Keywords: Haze, cornea, phototheraputic keratectomy, stroma, myofibroblasts

1. Introduction

Development of corneal haze is a common complication of photorefractive keratectomy (PRK), especially in eyes undergoing correction for high myopia (Seiler and McDonnell, 1995; Lipshitz et al., 1997; Sakimoto et al., 2006). Mechanical and/or surgical injury to the cornea triggers a wound healing response causing changes in extracellular matrix organization and cellular phenotype and density (Wilson et al., 2001; Jester et al., 1999a; Fini and Stramer, 2005). Numerous studies have shown that injury to the cornea facilitates release of multiple cytokines and growth factors from both corneal cells and the lacrimal glands (Fini, 1999; Mohan et al., 2003; Zieske, 2001; Baldwin and Marshall, 2002). Cytokines that have been shown to play important roles in maintaining corneal transparency and consequently clear vision are platelet-derived growth factor, transforming growth factor beta, fibroblast growth factor, and the interleukins (Jester et al., 1995; Jester et al., 2002; Girard et al., 1991; Masur et al., 1996).
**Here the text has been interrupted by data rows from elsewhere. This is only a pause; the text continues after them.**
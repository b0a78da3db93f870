//! Idempotent entity creation with race resolution
//!
//! Many jobs extract overlapping entities from different chunks of the same
//! document, and the graph's lookup index lags writes by hundreds of
//! milliseconds, so naive lookup-then-create duplicates entities. The engine
//! runs check → create(sync_index) → settle → re-check → resolve per entity:
//! all racers sort the survivors by `(created_at, id)` and independently
//! agree on the same winner, losers delete their own create and report the
//! winner's id with `is_new = false`.
//!
//! Removing any of the three knobs (sync_index on create, the jittered
//! settle delay, the deterministic tie-break) reintroduces duplicates; they
//! are a single contract.

use crate::errors::GraphError;
use crate::normalize::normalize_label;
use crate::traits::GraphApi;
use crate::types::{CheckCreateResult, CollectionId, CreateEntity, EntitySpec, LookupHit};
use rand::Rng;
use serde::{Deserialize, Serialize};
use serde_json::Map;
use std::collections::HashSet;
use std::sync::atomic::{AtomicU64, Ordering};
use std::sync::Arc;
use std::time::Duration;
use tokio::sync::Semaphore;
use tokio::task::JoinSet;
use tracing::{debug, warn};

/// Tunables of the race-resolution protocol. The defaults are the contract;
/// tests shrink the delays to keep suites fast.
#[derive(Debug, Clone, Serialize, Deserialize)]
#[serde(default)]
pub struct CheckCreateConfig {
    /// Pause after our create before re-checking, letting peer writers in
    /// the race window finish their own create+index.
    pub settle_ms: u64,
    /// Pause before each extra re-check when the index so far shows only us.
    pub recheck_ms: u64,
    /// Jitter added to both pauses, desynchronizing worker cohorts.
    pub jitter_ms: u64,
    /// Extra re-checks when the only visible entity is our own.
    pub recheck_attempts: u32,
    /// Row cap for the post-create lookup.
    pub lookup_limit: u32,
    /// In-flight ceiling for batched check-creates.
    pub max_concurrent: usize,
}

impl Default for CheckCreateConfig {
    fn default() -> Self {
        Self {
            settle_ms: 100,
            recheck_ms: 150,
            jitter_ms: 100,
            recheck_attempts: 2,
            lookup_limit: 10,
            max_concurrent: 20,
        }
    }
}

/// Per-entity idempotent upsert against one collection.
#[derive(Clone)]
pub struct CheckCreateEngine {
    graph: Arc<dyn GraphApi>,
    config: CheckCreateConfig,
    races: Arc<AtomicU64>,
}

impl CheckCreateEngine {
    pub fn new(graph: Arc<dyn GraphApi>) -> Self {
        Self::with_config(graph, CheckCreateConfig::default())
    }

    pub fn with_config(graph: Arc<dyn GraphApi>, config: CheckCreateConfig) -> Self {
        Self {
            graph,
            config,
            races: Arc::new(AtomicU64::new(0)),
        }
    }

    /// Creation races detected (and resolved) so far.
    pub fn races_detected(&self) -> u64 {
        self.races.load(Ordering::Relaxed)
    }

    /// Ensure one entity with `(normalize(label), entity_type)` exists in
    /// `collection`, returning its id and whether this call created it.
    ///
    /// Create failures are fatal; lookup failures degrade to "not found"
    /// (a downstream resolver may then see duplicates); the loser-path
    /// delete is best-effort.
    pub async fn check_create(
        &self,
        collection: &CollectionId,
        label: &str,
        entity_type: &str,
    ) -> Result<CheckCreateResult, GraphError> {
        let normalized = normalize_label(label);

        // Fast path: someone already created it and the index has caught up.
        if let Some(hit) = self.lookup_first(collection, &normalized, entity_type).await {
            debug!(label = %normalized, id = %hit.id, "entity already exists");
            return Ok(CheckCreateResult {
                entity_id: hit.id,
                is_new: false,
                label: normalized,
                entity_type: entity_type.to_string(),
            });
        }

        let mut properties = Map::new();
        properties.insert("label".to_string(), normalized.clone().into());
        let created = self
            .graph
            .create_entity(CreateEntity {
                entity_type: entity_type.to_string(),
                collection: collection.as_str().to_string(),
                properties,
                sync_index: Some(true),
            })
            .await?;

        // Let racing peers finish their own create+index before we look.
        self.sleep_with_jitter(self.config.settle_ms).await;

        let mut hits = self
            .lookup_all(collection, &normalized, entity_type)
            .await;

        // A lagging index can hide concurrent peers behind our own (synced)
        // row; as long as we only see ourselves, look again.
        let mut rechecks = 0;
        while rechecks < self.config.recheck_attempts
            && hits.len() == 1
            && hits[0].id == created.id
        {
            self.sleep_with_jitter(self.config.recheck_ms).await;
            hits = self
                .lookup_all(collection, &normalized, entity_type)
                .await;
            rechecks += 1;
        }

        if hits.len() <= 1 {
            return Ok(CheckCreateResult {
                entity_id: created.id,
                is_new: true,
                label: normalized,
                entity_type: entity_type.to_string(),
            });
        }

        // Concurrent creators: every racer sorts the same way and agrees on
        // the same winner without coordination.
        hits.sort_by(|a, b| a.created_at.cmp(&b.created_at).then_with(|| a.id.cmp(&b.id)));
        let winner = &hits[0];

        if winner.id == created.id {
            debug!(label = %normalized, peers = hits.len() - 1, "won creation race");
            return Ok(CheckCreateResult {
                entity_id: created.id,
                is_new: true,
                label: normalized,
                entity_type: entity_type.to_string(),
            });
        }

        self.races.fetch_add(1, Ordering::Relaxed);
        warn!(
            label = %normalized,
            ours = %created.id,
            winner = %winner.id,
            "lost creation race, deleting our duplicate"
        );
        if let Err(e) = self.graph.delete_entity(&created.id).await {
            // Eventual consistency resolves the leftover; never fatal.
            warn!(id = %created.id, error = %e, "failed to delete losing duplicate");
        }

        Ok(CheckCreateResult {
            entity_id: winner.id.clone(),
            is_new: false,
            label: normalized,
            entity_type: entity_type.to_string(),
        })
    }

    /// Run check-create for a batch of specs, deduplicated by
    /// `(entity_type, normalized label)`, under the concurrency ceiling.
    /// Result order is unspecified; callers key by label.
    pub async fn batch(
        &self,
        collection: &CollectionId,
        specs: Vec<EntitySpec>,
    ) -> Result<Vec<CheckCreateResult>, GraphError> {
        let mut seen = HashSet::new();
        let deduped: Vec<EntitySpec> = specs
            .into_iter()
            .filter(|spec| {
                seen.insert((spec.entity_type.clone(), normalize_label(&spec.label)))
            })
            .collect();

        let semaphore = Arc::new(Semaphore::new(self.config.max_concurrent));
        let mut tasks = JoinSet::new();
        for spec in deduped {
            let engine = self.clone();
            let semaphore = Arc::clone(&semaphore);
            let collection = collection.clone();
            tasks.spawn(async move {
                let _permit = semaphore
                    .acquire_owned()
                    .await
                    .map_err(|_| GraphError::Internal("semaphore closed".to_string()))?;
                engine
                    .check_create(&collection, &spec.label, &spec.entity_type)
                    .await
            });
        }

        let mut results = Vec::new();
        while let Some(joined) = tasks.join_next().await {
            let result = joined
                .map_err(|e| GraphError::Internal(format!("check-create task failed: {e}")))??;
            results.push(result);
        }
        Ok(results)
    }

    async fn lookup_first(
        &self,
        collection: &CollectionId,
        label: &str,
        entity_type: &str,
    ) -> Option<LookupHit> {
        match self.graph.lookup(collection, label, entity_type, 1).await {
            Ok(mut hits) => hits.drain(..).next(),
            Err(e) => {
                warn!(label, error = %e, "lookup failed, assuming entity is absent");
                None
            }
        }
    }

    async fn lookup_all(
        &self,
        collection: &CollectionId,
        label: &str,
        entity_type: &str,
    ) -> Vec<LookupHit> {
        match self
            .graph
            .lookup(collection, label, entity_type, self.config.lookup_limit)
            .await
        {
            Ok(hits) => hits,
            Err(e) => {
                warn!(label, error = %e, "post-create lookup failed, keeping our entity");
                Vec::new()
            }
        }
    }

    async fn sleep_with_jitter(&self, base_ms: u64) {
        let jitter = if self.config.jitter_ms == 0 {
            0
        } else {
            rand::rng().random_range(0..self.config.jitter_ms)
        };
        tokio::time::sleep(Duration::from_millis(base_ms + jitter)).await;
    }
}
Transforming growth factor beta has been shown to have a central role for inducing opacity (haze) in the cornea by promoting trans-differentiation of progenitor cells, including keratocytes and, possibly, bone marrow-derived cells into myofibroblasts (Jester et al., 1997; Masur et al., 1996, Dupps and Wilson, 2006). The precise mechanisms of corneal haze formation are still unclear. However, the basement membrane of the epithelium has been shown to have a central role in modulating myofibroblast generation, and, therefore haze (Netto et al., 2006).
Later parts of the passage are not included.